═══ RECORDS SHOWN ═══

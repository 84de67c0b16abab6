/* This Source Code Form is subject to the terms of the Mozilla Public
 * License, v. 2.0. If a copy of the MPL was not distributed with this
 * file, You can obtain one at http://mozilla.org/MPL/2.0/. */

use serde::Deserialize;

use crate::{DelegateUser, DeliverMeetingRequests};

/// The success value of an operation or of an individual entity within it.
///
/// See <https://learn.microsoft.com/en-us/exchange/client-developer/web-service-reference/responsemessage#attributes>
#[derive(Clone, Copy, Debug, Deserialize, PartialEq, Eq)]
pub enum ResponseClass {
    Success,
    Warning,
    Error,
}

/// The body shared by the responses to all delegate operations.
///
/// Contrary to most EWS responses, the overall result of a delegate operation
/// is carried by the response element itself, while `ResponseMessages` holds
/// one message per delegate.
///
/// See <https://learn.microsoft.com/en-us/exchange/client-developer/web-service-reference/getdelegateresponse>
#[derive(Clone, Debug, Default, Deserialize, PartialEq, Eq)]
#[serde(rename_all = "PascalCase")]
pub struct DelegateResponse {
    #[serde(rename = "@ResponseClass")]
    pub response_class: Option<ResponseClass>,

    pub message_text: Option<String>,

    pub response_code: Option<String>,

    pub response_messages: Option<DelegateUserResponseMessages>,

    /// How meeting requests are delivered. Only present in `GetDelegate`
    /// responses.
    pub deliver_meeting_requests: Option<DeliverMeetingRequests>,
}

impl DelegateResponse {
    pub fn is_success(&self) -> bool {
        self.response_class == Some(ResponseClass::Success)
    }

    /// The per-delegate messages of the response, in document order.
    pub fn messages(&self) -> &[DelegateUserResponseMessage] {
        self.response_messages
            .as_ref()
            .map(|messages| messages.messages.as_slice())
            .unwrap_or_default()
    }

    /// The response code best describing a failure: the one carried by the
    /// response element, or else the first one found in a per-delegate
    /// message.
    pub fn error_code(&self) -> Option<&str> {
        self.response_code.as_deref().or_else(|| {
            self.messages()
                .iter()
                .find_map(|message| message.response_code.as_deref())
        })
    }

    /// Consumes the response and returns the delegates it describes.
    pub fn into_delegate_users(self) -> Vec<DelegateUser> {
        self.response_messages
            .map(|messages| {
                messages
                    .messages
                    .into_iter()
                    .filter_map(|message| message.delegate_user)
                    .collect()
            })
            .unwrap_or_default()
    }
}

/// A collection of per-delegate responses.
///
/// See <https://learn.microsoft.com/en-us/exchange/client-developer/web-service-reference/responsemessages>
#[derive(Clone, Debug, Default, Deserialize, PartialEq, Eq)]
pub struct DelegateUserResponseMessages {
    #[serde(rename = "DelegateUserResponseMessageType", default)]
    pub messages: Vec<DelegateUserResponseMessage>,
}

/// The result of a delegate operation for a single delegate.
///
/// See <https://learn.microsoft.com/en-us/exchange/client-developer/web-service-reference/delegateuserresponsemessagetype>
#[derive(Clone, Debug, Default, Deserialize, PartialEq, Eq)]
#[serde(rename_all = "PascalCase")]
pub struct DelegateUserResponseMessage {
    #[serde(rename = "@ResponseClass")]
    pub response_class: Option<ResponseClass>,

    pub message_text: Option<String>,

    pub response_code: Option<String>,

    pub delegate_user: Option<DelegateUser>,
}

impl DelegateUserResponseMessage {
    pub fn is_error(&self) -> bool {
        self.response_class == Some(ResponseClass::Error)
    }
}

═══

* **YOUR TASK**:
Scan the entries for lines with the string "developer". Report only how many there are.

* **RESPONSE BOX**:
4